Trinidad and Tobago cannot afford another decade of mediocrity in customer service. Like every citizen of this country, I have experienced both deplorable service and moments of stellar customer care. My experiences during the Christmas season reflected this stark contrast.
In one instance, to my sheer delight, a bakery attendant walked over to a neighbouring business simply to get me a spoon. In another situation, a cashier at a retail outlet accompanied me to the warehouse area to check on the availability of a piece of furniture I needed. She did not abandon her station; it was a quiet moment and she was eager to serve. That eagerness extended beyond the moment itself, leaving me with a lasting impression about going beyond the extra mile.
On the other end of the scale, I encountered glum facial expressions, a lack of willingness to serve and disrespectful language. In one scenario, a security officer opened a door, looked at me and said, “Pass.” Of course, I did not allow that level of disrespect to go unaddressed.
T&T’s entrepreneurial, manufacturing, creative services and export sectors are leading the charge in deepening our penetration into regional and international markets. This trade movement is likely to evolve into a key lever in the diversification of the economy, whenever that shift begins to take flight. It is important to remember that competitive preparedness and commercial success are tethered not only to product quality and production efficiency, but also to sustainable service excellence.

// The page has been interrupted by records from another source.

//! Managed TCP connections with their own lifecycle, independent of the raw socket.
//!
//! A [tcp_client_transport::TcpClientTransport] is either an *initiator* that connects to an
//!  endpoint and reconnects after a delay whenever the connection is lost, or an *accepted*
//!  transport wrapping a connection a [tcp_server_transport::TcpServerTransport] accepted. An
//!  accepted transport terminates when its connection is lost, and its server keeps it until
//!  the owner reclaims it.

pub mod listener;
pub mod tcp_client_transport;
pub mod tcp_server_transport;

use std::fmt::{Debug, Display, Formatter};
use std::sync::atomic::{AtomicU64, Ordering};

/// Process-wide unique identity of a client transport
#[derive(Clone, Copy, Eq, PartialEq, Hash, Ord, PartialOrd)]
pub struct TransportId(u64);

impl TransportId {
    pub(crate) fn next() -> TransportId {
        static NEXT: AtomicU64 = AtomicU64::new(1);
        TransportId(NEXT.fetch_add(1, Ordering::Relaxed))
    }
}

impl Debug for TransportId {
    fn fmt(&self, f: &mut Formatter<'_>) -> std::fmt::Result {
        write!(f, "T{}", self.0)
    }
}

impl Display for TransportId {
    fn fmt(&self, f: &mut Formatter<'_>) -> std::fmt::Result {
        write!(f, "T{}", self.0)
    }
}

Now is the time to rethink and reset our outdated and apathetic approach to adding value to the customer’s experience. We must embrace service excellence as a significant contributor to revenue generation. As we reshape our internal and external economic future, the reframing of our national customer experience should be a priority on the agendas of both government and private sector leaders.

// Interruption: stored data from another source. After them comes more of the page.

use std::any::Any;
use std::fmt::{Debug, Formatter};
use std::sync::Arc;
use rustc_hash::FxHashMap;
use tracing::{debug, warn};
use crate::channel::ChannelListener;

/// Opaque application state handed to service creators and deleters
#[derive(Clone, Default)]
pub struct ServiceContext(Option<Arc<dyn Any + Send + Sync>>);

impl ServiceContext {
    pub fn new<T: Any + Send + Sync>(value: T) -> ServiceContext {
        ServiceContext(Some(Arc::new(value)))
    }

    pub fn none() -> ServiceContext {
        ServiceContext(None)
    }

    pub fn downcast_ref<T: Any>(&self) -> Option<&T> {
        self.0.as_ref()?.downcast_ref()
    }
}

impl Debug for ServiceContext {
    fn fmt(&self, f: &mut Formatter<'_>) -> std::fmt::Result {
        match &self.0 {
            Some(_) => write!(f, "ServiceContext{{..}}"),
            None => write!(f, "ServiceContext{{}}"),
        }
    }
}

pub type ServiceCreator = Box<dyn Fn(u32, &ServiceContext) -> Option<Arc<dyn ChannelListener>> + Send + Sync>;
pub type ServiceDeleter = Box<dyn Fn(Arc<dyn ChannelListener>, &ServiceContext) + Send + Sync>;

struct ServiceEntry {
    name: String,
    creator: ServiceCreator,
    deleter: ServiceDeleter,
}

/// Maps service ids to the functions that create and dispose of service instances.
///
/// Services are registered up front, before the registrar is shared; afterwards it is only read.
#[derive(Default)]
pub struct ServiceRegistrar {
    entries: FxHashMap<u32, ServiceEntry>,
}

impl Debug for ServiceRegistrar {
    fn fmt(&self, f: &mut Formatter<'_>) -> std::fmt::Result {
        let mut names: Vec<_> = self.entries.iter()
            .map(|(id, e)| (*id, e.name.as_str()))
            .collect();
        names.sort();
        write!(f, "ServiceRegistrar{{{:?}}}", names)
    }
}

impl ServiceRegistrar {
    pub fn new() -> ServiceRegistrar {
        ServiceRegistrar::default()
    }

    /// returns `false` without changing anything if `service_id` is already registered
    pub fn register<C, D>(&mut self, service_id: u32, name: impl Into<String>, creator: C, deleter: D) -> bool
    where
        C: Fn(u32, &ServiceContext) -> Option<Arc<dyn ChannelListener>> + Send + Sync + 'static,
        D: Fn(Arc<dyn ChannelListener>, &ServiceContext) + Send + Sync + 'static,
    {
        if self.entries.contains_key(&service_id) {
            warn!("service {} is already registered", service_id);
            return false;
        }

        let name = name.into();
        debug!("registering service {} as {:?}", service_id, name);
        self.entries.insert(service_id, ServiceEntry {
            name,
            creator: Box::new(creator),
            deleter: Box::new(deleter),
        });
        true
    }

    pub fn is_registered(&self, service_id: u32) -> bool {
        self.entries.contains_key(&service_id)
    }

    pub fn name(&self, service_id: u32) -> Option<&str> {
        self.entries.get(&service_id)
            .map(|e| e.name.as_str())
    }

    pub fn create(&self, service_id: u32, context: &ServiceContext) -> Option<Arc<dyn ChannelListener>> {
        let entry = self.entries.get(&service_id)?;
        (entry.creator)(service_id, context)
    }

    /// returns `false` if `service_id` is not registered, dropping `service` without its deleter
    pub fn delete(&self, service_id: u32, service: Arc<dyn ChannelListener>, context: &ServiceContext) -> bool {
        match self.entries.get(&service_id) {
            Some(entry) => {
                (entry.deleter)(service, context);
                true
            }
            None => false,
        }
    }

    pub fn unregister_all(&mut self) {
        self.entries.clear();
    }
}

For businesses weary of fluctuating customer sentiment scores, the path forward requires leaders to embed courtesy as a cultural imperative, enforce standards of accountability, design seamless customer journeys, embrace digital innovation and commit to sustainable service excellence. These are not fanciful aspirations. They are strategic imperatives that will determine whether outcomes are deplorable or delightful.
As we begin 2026, I have three wishes for shifting the needle toward service excellence in T&T.

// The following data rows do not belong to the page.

#[cfg(test)]
mod tests {
    use super::*;
    use std::net::Ipv4Addr;
    use bytes::BufMut;
    use mockall::predicate::eq;
    use rstest::rstest;
    use crate::channel::MockChannelListener;
    use crate::proto::proto_header::PROTO_MAX_FRAME_DATA_SIZE;
    use crate::transport::listener::MockClientTransport;

    const CHANNEL: u32 = 42;
    const REMOTE: Endpoint = Endpoint::new(Ipv4Addr::new(10, 0, 0, 1), 9999);

    type Written = Arc<Mutex<Vec<Vec<u8>>>>;

    fn mock_transport(written: &Written) -> Arc<dyn ClientTransport> {
        let written = written.clone();
        let mut transport = MockClientTransport::new();
        transport.expect_send()
            .returning(move |buffers| {
                written.lock().unwrap().push(buffers.concat());
                Ok(())
            });
        transport.expect_id()
            .returning(TransportId::next);
        Arc::new(transport)
    }

    fn registrar_for(service: Arc<MockChannelListener>) -> Arc<ServiceRegistrar> {
        let service: Arc<dyn ChannelListener> = service;
        let mut registrar = ServiceRegistrar::new();
        registrar.register(CHANNEL, "test", move |_, _| Some(service.clone()), |_, _| {});
        Arc::new(registrar)
    }

    fn frame(frame_type: FrameType, channel_id: u32, packet_id: u32) -> Vec<u8> {
        let mut header = ProtoHeader::default();
        ProtoDecoder::encode_control_frame(&mut header, frame_type, channel_id, packet_id);
        header.to_bytes().to_vec()
    }

    fn data_frames(channel_id: u32, packet_id: u32, data: &[u8]) -> Vec<u8> {
        let mut out = Vec::new();
        let mut sent = 0;
        while sent < data.len() {
            let mut header = ProtoHeader::default();
            let chunk = ProtoDecoder::encode_data_frame(&mut header, channel_id, packet_id, data.len(), sent);
            header.ser(&mut out);
            out.put_slice(&data[sent..sent+chunk]);
            sent += chunk;
        }
        out
    }

    fn decode_header(written: &[u8]) -> ProtoHeader {
        ProtoHeader::deser(&mut &written[..]).unwrap()
    }

    #[test]
    fn test_client_opens_channel_and_sends() {
        let mut service = MockChannelListener::new();
        service.expect_on_channel_open()
            .withf(|channel| channel.channel_id() == CHANNEL && channel.remote_endpoint() == REMOTE)
            .times(1)
            .return_const(());
        service.expect_on_packet_sent()
            .withf(|_, _, data| &data[..] == b"abc")
            .times(1)
            .return_const(());
        service.expect_on_packet_delivered()
            .times(1)
            .return_const(());

        let written = Written::default();
        let driver = ProtoDriver::new(NetworkRole::Client, &[CHANNEL], registrar_for(Arc::new(service)), ServiceContext::none(), mock_transport(&written));

        driver.on_connected(REMOTE);
        {
            let written = written.lock().unwrap();
            assert_eq!(written.len(), 1);
            assert_eq!(decode_header(&written[0]).typ(), Some(FrameType::ChannelQuery));
            assert_eq!(decode_header(&written[0]).channel_id, CHANNEL);
        }
        assert!(!driver.is_channel_open(CHANNEL));

        driver.on_send_complete();
        assert!(driver.on_data_received(&frame(FrameType::ChannelAllow, CHANNEL, 0)));
        assert!(driver.is_channel_open(CHANNEL));

        let channel = Channel::new(CHANNEL, REMOTE, Arc::downgrade(&driver));
        let packet_id = channel.send(Bytes::from_static(b"abc")).unwrap();
        {
            let written = written.lock().unwrap();
            assert_eq!(written.len(), 2);
            assert_eq!(written[1], data_frames(CHANNEL, packet_id, b"abc"));
        }

        driver.on_send_complete();
        assert!(driver.on_data_received(&frame(FrameType::DeliveryAck, CHANNEL, packet_id)));
    }

    #[test]
    fn test_client_channel_denied() {
        let mut service = MockChannelListener::new();
        service.expect_on_channel_closed()
            .withf(|_, reason| reason == REMOTE_SERVICE_UNAVAILABLE)
            .times(1)
            .return_const(());

        let written = Written::default();
        let driver = ProtoDriver::new(NetworkRole::Client, &[CHANNEL], registrar_for(Arc::new(service)), ServiceContext::none(), mock_transport(&written));

        driver.on_connected(REMOTE);
        driver.on_send_complete();
        assert!(driver.on_data_received(&frame(FrameType::ChannelDeny, CHANNEL, 0)));
        assert!(!driver.is_channel_open(CHANNEL));
        assert!(Channel::new(CHANNEL, REMOTE, Arc::downgrade(&driver)).send(Bytes::from_static(b"x")).is_none());
    }

    #[test]
    fn test_server_answers_queries() {
        let mut service = MockChannelListener::new();
        service.expect_on_channel_open()
            .times(1)
            .return_const(());
        service.expect_on_packet_received()
            .with(mockall::predicate::always(), eq(Bytes::from_static(b"payload")))
            .times(1)
            .return_const(());

        let written = Written::default();
        let driver = ProtoDriver::new(NetworkRole::Server, &[CHANNEL], registrar_for(Arc::new(service)), ServiceContext::none(), mock_transport(&written));
        driver.on_connected(REMOTE);
        assert!(written.lock().unwrap().is_empty());

        let mut input = frame(FrameType::ChannelQuery, CHANNEL, 0);
        input.extend_from_slice(&frame(FrameType::ChannelQuery, CHANNEL + 1, 0));
        input.extend_from_slice(&data_frames(CHANNEL, 77, b"payload"));
        assert!(driver.on_data_received(&input));

        // one write at a time: the answers follow as earlier writes complete
        driver.on_send_complete();
        driver.on_send_complete();
        let written = written.lock().unwrap();
        assert_eq!(written.len(), 3);
        let answers: Vec<_> = written.iter()
            .map(|w| { let h = decode_header(w); (h.typ().unwrap(), h.channel_id, h.packet_id) })
            .collect();
        assert_eq!(answers, vec![
            (FrameType::ChannelAllow, CHANNEL, 0),
            (FrameType::ChannelDeny, CHANNEL + 1, 0),
            (FrameType::DeliveryAck, CHANNEL, 77),
        ]);
    }

    #[test]
    fn test_large_packet_is_split_into_frames() {
        let mut service = MockChannelListener::new();
        service.expect_on_channel_open().return_const(());
        service.expect_on_packet_sent()
            .times(1)
            .return_const(());

        let written = Written::default();
        let driver = ProtoDriver::new(NetworkRole::Server, &[CHANNEL], registrar_for(Arc::new(service)), ServiceContext::none(), mock_transport(&written));
        driver.on_connected(REMOTE);
        assert!(driver.on_data_received(&frame(FrameType::ChannelQuery, CHANNEL, 0)));
        driver.on_send_complete();

        let data: Vec<u8> = (0..2*PROTO_MAX_FRAME_DATA_SIZE + 10).map(|i| i as u8).collect();
        let packet_id = Channel::new(CHANNEL, REMOTE, Arc::downgrade(&driver)).send(Bytes::from(data.clone())).unwrap();
        driver.on_send_complete();
        driver.on_send_complete();
        driver.on_send_complete();

        let written = written.lock().unwrap();
        assert_eq!(written.len(), 4);
        assert_eq!(written[1..].concat(), data_frames(CHANNEL, packet_id, &data));
    }

    #[test]
    fn test_ping_on_read_timeout() {
        let written = Written::default();
        let driver = ProtoDriver::new(NetworkRole::Client, &[], Arc::new(ServiceRegistrar::new()), ServiceContext::none(), mock_transport(&written));
        driver.on_connected(REMOTE);

        assert!(driver.on_read_timeout());
        assert_eq!(decode_header(&written.lock().unwrap()[0]).typ(), Some(FrameType::Ping));
        driver.on_send_complete();

        // a second timeout without any data in between
        assert!(!driver.on_read_timeout());

        assert!(driver.on_data_received(&frame(FrameType::Pong, 0, 0)));
        assert!(driver.on_read_timeout());
    }

    #[test]
    fn test_answers_ping() {
        let written = Written::default();
        let driver = ProtoDriver::new(NetworkRole::Server, &[], Arc::new(ServiceRegistrar::new()), ServiceContext::none(), mock_transport(&written));
        driver.on_connected(REMOTE);

        assert!(driver.on_data_received(&frame(FrameType::Ping, 0, 0)));
        assert_eq!(decode_header(&written.lock().unwrap()[0]).typ(), Some(FrameType::Pong));
    }

    #[rstest]
    #[case::invalid_header(vec![0xff; 16])]
    #[case::data_on_closed_channel(data_frames(CHANNEL, 1, b"not open"))]
    #[case::unexpected_ack(frame(FrameType::DeliveryAck, CHANNEL, 1))]
    #[case::query_to_client(frame(FrameType::ChannelQuery, CHANNEL, 0))]
    #[case::allow_for_unknown_channel(frame(FrameType::ChannelAllow, CHANNEL + 1, 0))]
    fn test_protocol_violations(#[case] input: Vec<u8>) {
        let written = Written::default();
        let driver = ProtoDriver::new(NetworkRole::Client, &[CHANNEL], Arc::new(ServiceRegistrar::new()), ServiceContext::none(), mock_transport(&written));
        driver.on_connected(REMOTE);

        assert!(!driver.on_data_received(&input));
    }

    #[test]
    fn test_disconnect_releases_queued_packets() {
        let mut service = MockChannelListener::new();
        service.expect_on_channel_open().return_const(());
        service.expect_on_packet_sent()
            .times(2)
            .return_const(());
        service.expect_on_channel_closed()
            .withf(|_, reason| reason == CONNECTION_LOST)
            .times(1)
            .return_const(());

        let written = Written::default();
        let driver = ProtoDriver::new(NetworkRole::Server, &[CHANNEL], registrar_for(Arc::new(service)), ServiceContext::none(), mock_transport(&written));
        driver.on_connected(REMOTE);
        assert!(driver.on_data_received(&frame(FrameType::ChannelQuery, CHANNEL, 0)));

        let channel = Channel::new(CHANNEL, REMOTE, Arc::downgrade(&driver));
        channel.send(Bytes::from_static(b"one")).unwrap();
        channel.send(Bytes::from_static(b"two")).unwrap();

        driver.on_disconnected();
        assert!(!driver.is_channel_open(CHANNEL));
        assert!(channel.send(Bytes::from_static(b"three")).is_none());
    }

    /// registers a service whose creator records whether the driver's state was unlocked
    fn lock_checking_registrar(driver: Arc<std::sync::OnceLock<Weak<ProtoDriver>>>, unlocked: Arc<Mutex<Vec<bool>>>) -> Arc<ServiceRegistrar> {
        let mut registrar = ServiceRegistrar::new();
        registrar.register(CHANNEL, "test", move |_, _| {
            let driver = driver.get().and_then(|d| d.upgrade()).unwrap();
            unlocked.lock().unwrap().push(driver.state.try_lock().is_ok());

            let mut service = MockChannelListener::new();
            service.expect_on_channel_open().return_const(());
            let service: Arc<dyn ChannelListener> = Arc::new(service);
            Some(service)
        }, |_, _| {});
        Arc::new(registrar)
    }

    #[rstest]
    #[case::client(NetworkRole::Client)]
    #[case::server(NetworkRole::Server)]
    fn test_services_are_created_without_the_lock(#[case] role: NetworkRole) {
        let driver_cell = Arc::new(std::sync::OnceLock::new());
        let unlocked = Arc::new(Mutex::new(Vec::new()));
        let written = Written::default();
        let driver = ProtoDriver::new(role, &[CHANNEL], lock_checking_registrar(driver_cell.clone(), unlocked.clone()), ServiceContext::none(), mock_transport(&written));
        driver_cell.set(Arc::downgrade(&driver)).unwrap();

        driver.on_connected(REMOTE);
        if role == NetworkRole::Server {
            let mut input = frame(FrameType::ChannelQuery, CHANNEL, 0);
            input.extend_from_slice(&frame(FrameType::Ping, 0, 0));
            assert!(driver.on_data_received(&input));

            driver.on_send_complete();
            let written = written.lock().unwrap();
            assert_eq!(decode_header(&written[0]).typ(), Some(FrameType::ChannelAllow));
            assert_eq!(decode_header(&written[1]).typ(), Some(FrameType::Pong));
            assert!(driver.is_channel_open(CHANNEL));
        }
        else {
            assert_eq!(decode_header(&written.lock().unwrap()[0]).typ(), Some(FrameType::ChannelQuery));
        }
        assert_eq!(*unlocked.lock().unwrap(), vec![true]);
    }
}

The first is for businesses to abandon outdated practices that fail to deliver meaningful customer outcomes. How long will the practice of sending the same frontline employees to customer service training, year after year, continue, without any improvement in their customer interaction levels? It is time to find permanent solutions that address the root causes rather than applying Band-Aids to symptoms.
Poor service delivery often stems from direct and indirect causes. Direct causes include the absence of defined standards of care and weak enforcement of existing customer engagement protocols. An indirect cause would be managers and supervisors who lack either the skill or the will to coach employees toward improved performance. Another indirect cause would be the existence of cultures where carelessness, apathy and tolerance for poor performance, without applied consequences, are commonplace.
My second wish is for businesses to cultivate cultures of vitality. The inner energy of a business determines whether it produces calamity or harmony. Calamity manifests in sustained conflict between individuals, teams and departments. Harmony sows the seeds of care, enabling employees to treat each other, as well as external customers, with kindness, courtesy and empathy. Positive inner energy within a business is the strongest foundation for healthy customer experiences.
My third wish is for businesses to recognise that they should operate as interdependent ecosystems, not functionally isolated silos. This recognition stands to create the platform where service delivery journeys across departments and digital channels become seamless and hiccup-free. It will eliminate the “time tax” customers pay for inefficient internal operations. Here, the case for integrating digital tools and automated processes that accelerate efficiency is undeniable.
Finally, sustainable service excellence must be elevated to the level of business strategy. The goal should not simply be to reduce complaints, but to add value daily to each customer’s experience. Outrage at service failures must give way to systems that capture and act on customer feedback, where the “voice of the customer” is treated like gold.
Poor service compounds silently, embedding its roots deep within the ecosystem of a business. The route to avoiding this outcome is simply for a business to challenge its complacency and to say goodbye to outdated systems. Doing so welcomes continuous service transformation and sidesteps inevitable decline.